QR code stands for Quick Response Code is the mark for a sort of two dimensional or matrix barcode that is attached to an item. A QR code basically contains black modules set in a square network on a white background, which can be interpreted by an imaging appliance and processed. The information determined by QR codes is usually made of four different types of standardized data i.e. alphanumeric, numeric, Kanji and binary). Sometimes it also consists of some supported extensions.
The QR Code system is grown to be extremely popular in mobile marketing due to its excellent features speedy readability and superior storage capacity as compared to typical UPC barcodes. Applications of QR codes in mobile marketing and mobile advertising include document management, item identification, time tracking, product tracking by scanning using the Orange QR reader and a lot more.
In the recent past, QR codes seem to have come up on every product from Fast Moving Consumer Goods to advertisements and posters. Seeing the increasing popularity and their effectiveness as a mobile marketing gimmick, it can be said that QR codes seem to have become a publicity stunt that some marketers just can’t do without!
However, something that marketers must know before blindly following this trend is though when used well, a QR code can be a functional approach towards marketing, but you must know that when used defectively it can also end up being just a futile symbol.
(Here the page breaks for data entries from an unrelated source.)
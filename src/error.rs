use thiserror::Error;

/// Error taxonomy for the fingerprinting, indexing, and matching engine.
///
/// `OVERFLOW` (bucket-cap overflow) deliberately has no variant here: per the
/// indexer's bucket-capping policy it is a silent, expected outcome, not a
/// reported failure.
#[derive(Error, Debug)]
pub enum Error {
    #[error("decoder failed for {path}: {reason}")]
    DecoderFailed { path: String, reason: String },

    #[error("inconsistent parameters: {0}")]
    BadParams(String),

    #[error("index unreadable: {0}")]
    IndexUnreadable(String),

    #[error("index truncated at track {track_id}, resuming from last good track")]
    IndexTruncated { track_id: u32 },

    #[error("worker lost while processing {path}")]
    WorkerLost { path: String },

    #[error("write failed: {0}")]
    WriteFailed(String),

    #[error("duplicate track name: {0}")]
    DuplicateTrack(String),

    #[error(transparent)]
    Io(#[from] std::io::Error),

    #[error(transparent)]
    Json(#[from] serde_json::Error),
}

pub type Result<T> = std::result::Result<T, Error>;
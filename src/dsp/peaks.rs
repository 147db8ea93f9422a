/// A peak found in a frame's magnitude spectrum.
///
/// `bin` is fractional when parabolic refinement is enabled; consumers that
/// need an index into `mag[]` round it to the nearest integer.
#[derive(Clone, Copy, Debug, PartialEq)]
pub struct Peak {
    pub bin: f32,
    pub mag: f32,
}

/// Per-frame peak selection: local maxima over a noise floor, optionally
/// whitened and parabolically refined.
pub struct PeakPicker {
    top: usize,
    min: f32,
    whiten: bool,
    parabolic: bool,
}

impl PeakPicker {
    pub fn new(top: usize, min: f32, whiten: bool, parabolic: bool) -> Self {
        PeakPicker {
            top,
            min,
            whiten,
            parabolic,
        }
    }

    /// Returns up to `top` peaks, ordered by descending magnitude with a
    /// stable tie-break (lower bin index wins exact ties).
    pub fn pick(&self, mag: &[f32]) -> Vec<Peak> {
        if mag.len() < 5 {
            return Vec::new();
        }

        let whitened;
        let spectrum: &[f32] = if self.whiten {
            whitened = subtract_median(mag);
            &whitened
        } else {
            mag
        };

        let mut candidates: Vec<(usize, f32)> = Vec::new();
        for k in 2..spectrum.len() - 2 {
            let v = spectrum[k];
            if v < self.min {
                continue;
            }
            let is_local_max = v >= spectrum[k - 2]
                && v >= spectrum[k - 1]
                && v >= spectrum[k + 1]
                && v >= spectrum[k + 2];
            if is_local_max {
                candidates.push((k, v));
            }
        }

        candidates.sort_by(|a, b| {
            b.1.partial_cmp(&a.1)
                .unwrap_or(std::cmp::Ordering::Equal)
                .then_with(|| a.0.cmp(&b.0))
        });
        candidates.truncate(self.top);

        candidates
            .into_iter()
            .map(|(k, v)| {
                let bin = if self.parabolic {
                    refine(spectrum, k)
                } else {
                    k as f32
                };
                Peak { bin, mag: v }
            })
            .collect()
    }
}

/// Subtracts a coarse per-frame median, sampled every ~0.5% of bins.
fn subtract_median(mag: &[f32]) -> Vec<f32> {
    let stride = (mag.len() / 200).max(1);
    let mut samples: Vec<f32> = mag.iter().step_by(stride).copied().collect();
    samples.sort_by(|a, b| a.partial_cmp(b).unwrap());
    let median = samples[samples.len() / 2];
    mag.iter().map(|&v| (v - median).max(0.0)).collect()
}

/// Parabolic interpolation vertex from a bin and its immediate neighbors.
fn refine(spectrum: &[f32], k: usize) -> f32 {
    let l = spectrum[k - 1];
    let c = spectrum[k];
    let r = spectrum[k + 1];
    let denom = l - 2.0 * c + r;
    if denom.abs() < 1e-9 {
        return k as f32;
    }
    k as f32 + 0.5 * (l - r) / denom
}
pub mod duplicates;
pub mod query;

pub use duplicates::{find_duplicates, DuplicatePair};
pub use query::{query, QueryMatch};
use crate::config::Config;
use crate::dsp::{PeakPicker, Stft};
use crate::hash::{Landmark, LandmarkHasher};

/// One DSP pipeline instance: owns the FFT plan, the Hann window, and every
/// scratch buffer the frame/peak/hash stages need. Workers are stateless
/// between files but each owns exactly one `Pipeline` (spec.md 5).
pub struct Pipeline {
    stft: Stft,
    picker: PeakPicker,
    hasher: LandmarkHasher,
}

impl Pipeline {
    pub fn new(cfg: &Config) -> Self {
        Pipeline {
            stft: Stft::new(cfg.win, cfg.hop),
            picker: PeakPicker::new(cfg.top, cfg.min, cfg.whiten, cfg.parabolic_refine),
            hasher: LandmarkHasher::new(
                cfg.zone,
                cfg.fan,
                cfg.pairs,
                cfg.anchor_every,
                cfg.fq,
                cfg.dtq,
            ),
        }
    }

    /// Turns a sample buffer into its landmark stream, in anchor-time order,
    /// via `emit`. No suspension happens inside this call; it is the DSP
    /// steady state spec.md 5 describes.
    pub fn fingerprint<F: FnMut(Landmark)>(&mut self, samples: &[f32], mut emit: F) {
        let picker = &self.picker;
        let hasher = &mut self.hasher;
        self.stft.process(samples, |t, mag| {
            let peaks = picker.pick(mag);
            hasher.push_frame(t, peaks, &mut emit);
        });
    }

    /// Convenience wrapper collecting the landmark stream into a `Vec`.
    pub fn fingerprint_vec(&mut self, samples: &[f32]) -> Vec<Landmark> {
        let mut out = Vec::new();
        self.fingerprint(samples, |lm| out.push(lm));
        out
    }
}
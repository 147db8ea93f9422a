use rustfft::{num_complex::Complex, Fft, FftPlanner};
use std::sync::Arc;

use crate::dsp::window::hann;

/// Slides a Hann-windowed analysis frame over a sample buffer and emits
/// half-spectra in log-magnitude domain.
///
/// One FFT plan and one set of scratch buffers are owned per pipeline
/// instance (spec.md 4.2): no allocation happens per frame in the steady
/// state, and two `Stft` instances can run on separate threads without
/// sharing state.
pub struct Stft {
    win: usize,
    hop: usize,
    window: Vec<f32>,
    fft: Arc<dyn Fft<f32>>,
    scratch: Vec<Complex<f32>>,
    mag: Vec<f32>,
}

impl Stft {
    pub fn new(win: usize, hop: usize) -> Self {
        let mut planner = FftPlanner::new();
        let fft = planner.plan_fft_forward(win);
        Stft {
            win,
            hop,
            window: hann(win),
            fft,
            scratch: vec![Complex::new(0.0, 0.0); win],
            mag: vec![0.0; win / 2],
        }
    }

    pub fn win(&self) -> usize {
        self.win
    }

    pub fn hop(&self) -> usize {
        self.hop
    }

    /// Frame count that `process` would emit for a buffer of `len` samples.
    pub fn frame_count(&self, len: usize) -> usize {
        if len < self.win {
            0
        } else {
            (len - self.win) / self.hop + 1
        }
    }

    /// Slides across `samples`, invoking `on_frame(t, magnitudes)` for every
    /// complete frame. `magnitudes` is a reused scratch slice of length
    /// `win/2`, valid only for the duration of the call.
    pub fn process<F: FnMut(usize, &[f32])>(&mut self, samples: &[f32], mut on_frame: F) {
        let mut t = 0;
        while t * self.hop + self.win <= samples.len() {
            let start = t * self.hop;
            let chunk = &samples[start..start + self.win];

            for (i, &s) in chunk.iter().enumerate() {
                self.scratch[i] = Complex::new(s * self.window[i], 0.0);
            }

            self.fft.process(&mut self.scratch);

            for k in 0..self.win / 2 {
                self.mag[k] = self.scratch[k].norm().ln_1p();
            }

            on_frame(t, &self.mag);
            t += 1;
        }
    }
}

#[cfg(test)]
mod tests {
    use super::*;

    #[test]
    fn frame_count_matches_process() {
        let mut stft = Stft::new(64, 16);
        let samples = vec![0.0f32; 256];
        let mut count = 0;
        stft.process(&samples, |_, _| count += 1);
        assert_eq!(count, stft.frame_count(samples.len()));
    }

    #[test]
    fn pure_tone_has_a_dominant_bin() {
        let win = 1024;
        let sr = 44_100.0f32;
        let freq = 2000.0f32;
        let samples: Vec<f32> = (0..win * 4)
            .map(|i| (2.0 * std::f32::consts::PI * freq * i as f32 / sr).sin())
            .collect();
        let mut stft = Stft::new(win, win / 2);
        let expected_bin = (freq / (sr / win as f32)).round() as usize;
        stft.process(&samples, |_, mag| {
            let (peak_bin, _) = mag
                .iter()
                .enumerate()
                .max_by(|a, b| a.1.partial_cmp(b.1).unwrap())
                .unwrap();
            assert!((peak_bin as i64 - expected_bin as i64).abs() <= 1);
        });
    }
}
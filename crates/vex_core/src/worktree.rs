//! Working-copy path mapping and deferred filesystem mutations.
//!
//! Repository paths are absolute, `/`-separated and NFC-normalized:
//! `/` is the repository root, `/.vex` the tracked settings mirror, and
//! the session prefix names the subtree materialized into the working
//! directory. Commands never touch the working copy mid-transaction;
//! they return a [`WorkPlan`] that runs after the commit point (or is
//! narrated instead, under fake mode).

use crate::codec;
use crate::error::{Result, VexError};
use crate::object_id::ObjectId;
use crate::object_store::ObjectStore;
use std::fs;
use std::path::{Path, PathBuf};
use tracing::{info, warn};

/// Repository path of the tracked settings mirror.
pub const VEX_DIR: &str = "/.vex";

/// Normalizes a repository path: leading slash, no trailing slash, NFC.
pub fn normalize_repo_path(path: &str) -> Result<String> {
    let path = codec::nfc(path.trim());
    let trimmed = path.trim_end_matches('/');
    let base = if trimmed.is_empty() { "/" } else { trimmed };
    if !base.starts_with('/') {
        return Err(VexError::domain(format!(
            "repository paths are absolute: '{}'",
            path
        )));
    }
    if base.split('/').any(|part| part == "." || part == "..") {
        return Err(VexError::domain(format!("bad repository path '{}'", path)));
    }
    Ok(base.to_string())
}

/// True when `path` equals `prefix` or sits beneath it.
pub fn under(path: &str, prefix: &str) -> bool {
    if prefix == "/" {
        return true;
    }
    path == prefix || path.starts_with(&format!("{}/", prefix))
}

/// Ancestor directories of a repository path, nearest last, excluding `/`.
pub fn parent_dirs(path: &str) -> Vec<String> {
    let mut out = Vec::new();
    let mut current = String::new();
    let parts: Vec<&str> = path.trim_start_matches('/').split('/').collect();
    for part in &parts[..parts.len().saturating_sub(1)] {
        current.push('/');
        current.push_str(part);
        out.push(current.clone());
    }
    out
}

/// Maps a repository path to its working-copy location, if materialized.
///
/// Paths under `/.vex` map into the settings mirror; paths under the
/// session prefix map into the working directory; anything else is not
/// on disk while this prefix is checked out.
pub fn repo_to_full(working_dir: &Path, prefix: &str, repo_path: &str) -> Option<PathBuf> {
    if under(repo_path, VEX_DIR) {
        let rel = repo_path.trim_start_matches('/');
        return Some(working_dir.join(rel));
    }
    if !under(repo_path, prefix) {
        return None;
    }
    if repo_path == prefix {
        return Some(working_dir.to_path_buf());
    }
    let rel = if prefix == "/" {
        repo_path.trim_start_matches('/')
    } else {
        &repo_path[prefix.len() + 1..]
    };
    Some(working_dir.join(rel))
}

/// Maps a working-copy file back to its repository path.
pub fn full_to_repo(working_dir: &Path, prefix: &str, full: &Path) -> Result<String> {
    let rel = full
        .strip_prefix(working_dir)
        .map_err(|_| VexError::domain(format!("{} is outside the project", full.display())))?;
    let rel_text = rel.to_string_lossy().replace('\\', "/");
    let repo = if rel_text.starts_with(".vex/") || rel_text == ".vex" {
        format!("/{}", rel_text)
    } else if prefix == "/" {
        format!("/{}", rel_text)
    } else {
        format!("{}/{}", prefix, rel_text)
    };
    normalize_repo_path(&repo)
}

/// One deferred working-copy mutation.
#[derive(Debug, Clone)]
pub enum WorkOp {
    /// Write a file from a stored blob.
    WriteBlob {
        /// Destination path.
        path: PathBuf,
        /// Blob holding the contents.
        blob: ObjectId,
        /// Whether to set the executable bit.
        executable: bool,
    },
    /// Write a file with literal contents (settings mirror).
    WriteText {
        /// Destination path.
        path: PathBuf,
        /// Contents.
        text: String,
    },
    /// Remove a file.
    RemoveFile {
        /// Path to remove.
        path: PathBuf,
    },
    /// Create a directory (and parents).
    MkDir {
        /// Directory to create.
        path: PathBuf,
    },
    /// Remove a directory if it is empty; skipped otherwise.
    RmDirIfEmpty {
        /// Directory to remove.
        path: PathBuf,
    },
}

/// Deferred working-copy mutations, applied after the commit point.
#[derive(Debug, Clone, Default)]
pub struct WorkPlan {
    ops: Vec<WorkOp>,
}

impl WorkPlan {
    /// Appends an operation.
    pub fn push(&mut self, op: WorkOp) {
        self.ops.push(op);
    }

    /// Merges another plan after this one.
    pub fn extend(&mut self, other: WorkPlan) {
        self.ops.extend(other.ops);
    }

    /// True when there is nothing to do.
    pub fn is_empty(&self) -> bool {
        self.ops.is_empty()
    }

    /// Number of operations.
    pub fn len(&self) -> usize {
        self.ops.len()
    }

    /// Applies the plan. Under `fake`, narrates instead of writing.
    pub fn execute(&self, store: &ObjectStore, fake: bool) -> Result<()> {
        for op in &self.ops {
            if fake {
                info!("would {}", describe(op));
                continue;
            }
            apply(store, op)?;
        }
        Ok(())
    }

    /// Human-readable description of every operation.
    pub fn describe_all(&self) -> Vec<String> {
        self.ops.iter().map(describe).collect()
    }
}

fn describe(op: &WorkOp) -> String {
    match op {
        WorkOp::WriteBlob { path, blob, .. } => {
            format!("write {} from {}", path.display(), &blob.as_hex()[..12])
        }
        WorkOp::WriteText { path, .. } => format!("write {}", path.display()),
        WorkOp::RemoveFile { path } => format!("remove {}", path.display()),
        WorkOp::MkDir { path } => format!("create directory {}", path.display()),
        WorkOp::RmDirIfEmpty { path } => format!("remove directory {}", path.display()),
    }
}

fn apply(store: &ObjectStore, op: &WorkOp) -> Result<()> {
    match op {
        WorkOp::WriteBlob {
            path,
            blob,
            executable,
        } => {
            if let Some(parent) = path.parent() {
                fs::create_dir_all(parent)?;
            }
            let bytes = store.get_blob(*blob)?;
            fs::write(path, bytes)?;
            set_executable(path, *executable)?;
        }
        WorkOp::WriteText { path, text } => {
            if let Some(parent) = path.parent() {
                fs::create_dir_all(parent)?;
            }
            fs::write(path, text)?;
        }
        WorkOp::RemoveFile { path } => {
            if path.exists() {
                fs::remove_file(path)?;
            }
        }
        WorkOp::MkDir { path } => {
            fs::create_dir_all(path)?;
        }
        WorkOp::RmDirIfEmpty { path } => match fs::remove_dir(path) {
            Ok(()) => {}
            Err(e) if e.kind() == std::io::ErrorKind::NotFound => {}
            Err(_) => {
                // Untracked files keep the directory alive; leave it.
                warn!("not removing non-empty directory {}", path.display());
            }
        },
    }
    Ok(())
}

#[cfg(unix)]
fn set_executable(path: &Path, executable: bool) -> Result<()> {
    use std::os::unix::fs::PermissionsExt;
    if executable {
        let meta = fs::metadata(path)?;
        let mut perms = meta.permissions();
        perms.set_mode(perms.mode() | 0o111);
        fs::set_permissions(path, perms)?;
    }
    Ok(())
}

#[cfg(not(unix))]
fn set_executable(_path: &Path, _executable: bool) -> Result<()> {
    Ok(())
}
Mark Brill has pointed out a set of superb examples of QR codes, used efficiently and otherwise on his Pinterest page. The following are picked from there:
The Right Use of QR
· Excellent use of QR Codes in print
QR codes have also been used increasingly on print and this is certainly a easy way and has been well implemented. Moreover this entire idea can be easily applied to a huge number of offline businesses. The process is too straightforward and uncomplicated. All you have to do is scan the QR code on the VW ad, download the app, and discover where your home dealer is.
· QR Codes at spot of sale
Selfridges, a molecular cooking set has made exceptional use of a QR Code. Nevertheless, the product itself stirs up interest, but the QR code lets the shoppers and potential buyers find out more about the product. The use of the QR code for this product is much appreciated because it actually is very practical. It links to a helpful video that clearly explains how this fresh and innovative product works. The QR Code used here has also been targeted well. Those people who may be concerned about molecular cooking are expected to be geeks and will certainly have phones smart enough to scan the code using the Orange QR reader and learn more. Mobile advertising is at its efficient best here.
The Wrong Use of QR
While deciding the position of a QR Code on your product, a number of factors need to be taken into account. It’s not only about putting it randomly in a place where people want to scan it. A QR Code was once noticed on a travelator. How on earth is someone supposed to know how to scan that? Basically, just putting it there doesn’t work. You also need to apply some common sense.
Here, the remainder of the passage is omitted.